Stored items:

☆ ☆ ☆

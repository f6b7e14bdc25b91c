//! Storefront configuration

use std::path::PathBuf;

use clap::{Args, Parser, Subcommand, ValueEnum};
use jiff::{Zoned, civil::Date};
use rust_decimal::Decimal;
use rusty_money::iso::Currency;
use thiserror::Error;

use crate::{cart::totals::VatRate, money::find_currency};

/// Invalid configuration values.
#[derive(Debug, Error, PartialEq)]
pub enum ConfigError {
    /// VAT can't be negative.
    #[error("VAT rate must not be negative, got {0}")]
    NegativeVatRate(Decimal),

    /// VAT is a percentage.
    #[error("VAT rate must not exceed 100, got {0}")]
    VatRateTooHigh(Decimal),

    /// Not an ISO 4217 code.
    #[error("unknown currency code {0:?}")]
    UnknownCurrency(String),
}

/// Log output format.
#[derive(Clone, Copy, Debug, ValueEnum)]
pub enum LogFormat {
    /// Compact, human-readable logs.
    Compact,

    /// Structured JSON logs.
    Json,
}

/// Logging settings.
#[derive(Debug, Args)]
pub struct LoggingConfig {
    /// Log level (trace, debug, info, warn, error)
    #[arg(short, long, env = "RUST_LOG", default_value = "info")]
    pub log_level: String,

    /// Log format (compact, json)
    #[arg(long, env = "LOG_FORMAT", value_enum, default_value_t = LogFormat::Compact)]
    pub log_format: LogFormat,
}

/// Pricing settings as given on the command line or environment.
#[derive(Debug, Args)]
pub struct PricingConfig {
    /// VAT percentage applied to the discounted subtotal
    #[arg(long, env = "VAT_RATE", default_value = "20")]
    pub vat_rate: Decimal,

    /// ISO 4217 currency code used for rounding
    #[arg(long, env = "STORE_CURRENCY", default_value = "GBP")]
    pub currency: String,
}

impl PricingConfig {
    /// Validate into settings the cart service can use.
    ///
    /// # Errors
    ///
    /// - [`ConfigError::NegativeVatRate`]: the VAT rate is below zero.
    /// - [`ConfigError::VatRateTooHigh`]: the VAT rate is above 100.
    /// - [`ConfigError::UnknownCurrency`]: the currency code isn't recognised.
    pub fn settings(&self) -> Result<PricingSettings, ConfigError> {
        let vat_rate = VatRate::new(self.vat_rate)?;

        let currency = find_currency(&self.currency)
            .ok_or_else(|| ConfigError::UnknownCurrency(self.currency.clone()))?;

        Ok(PricingSettings { vat_rate, currency })
    }
}

/// Validated pricing settings.
#[derive(Debug, Clone, Copy)]
pub struct PricingSettings {
    /// VAT rate for totals
    pub vat_rate: VatRate,

    /// Currency whose minor units amounts are rounded to
    pub currency: &'static Currency,
}

/// Shopfront command line configuration
#[derive(Debug, Parser)]
#[command(name = "shopfront", about = "Cart reconciliation and promotion engine", long_about = None)]
pub struct StorefrontConfig {
    /// Pricing settings.
    #[command(flatten)]
    pub pricing: PricingConfig,

    /// Logging output settings.
    #[command(flatten)]
    pub logging: LoggingConfig,

    /// Directory holding fixture sets
    #[arg(long, env = "FIXTURES_PATH", default_value = "./fixtures")]
    pub fixtures: PathBuf,

    /// Fixture set to load
    #[arg(long, env = "FIXTURE_SET", default_value = "default")]
    pub fixture_set: String,

    /// Evaluation date (YYYY-MM-DD); defaults to today in the system time zone
    #[arg(long, env = "STORE_TODAY")]
    pub today: Option<Date>,

    /// Operation to run.
    #[command(subcommand)]
    pub command: Command,
}

impl StorefrontConfig {
    /// Load configuration from environment and CLI arguments
    ///
    /// # Errors
    ///
    /// Returns an error if configuration cannot be parsed
    pub fn load() -> Result<Self, clap::Error> {
        // Load .env file if present (ignore if missing)
        _ = dotenvy::dotenv();

        Self::try_parse()
    }

    /// The evaluation date.
    #[must_use]
    pub fn today(&self) -> Date {
        self.today.unwrap_or_else(|| Zoned::now().date())
    }
}

/// Shopfront operations.
#[derive(Debug, Subcommand)]
pub enum Command {
    /// Reconcile a stored cart and print the report
    Validate {
        /// Cart owner key
        #[arg(long)]
        cart: String,
    },

    /// Apply a promotion code to a stored cart
    Apply {
        /// Cart owner key
        #[arg(long)]
        cart: String,

        /// Promotion code, matched case-sensitively
        #[arg(long)]
        code: String,
    },

    /// Deactivate promotions whose end date has passed
    Expire,
}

☆ ☆ ☆

▸ Exercise directions:
Copy every line in the entries above that has the string "percentage" in it.

▸ Response below:
    /// VAT is a percentage.
    /// VAT percentage applied to the discounted subtotal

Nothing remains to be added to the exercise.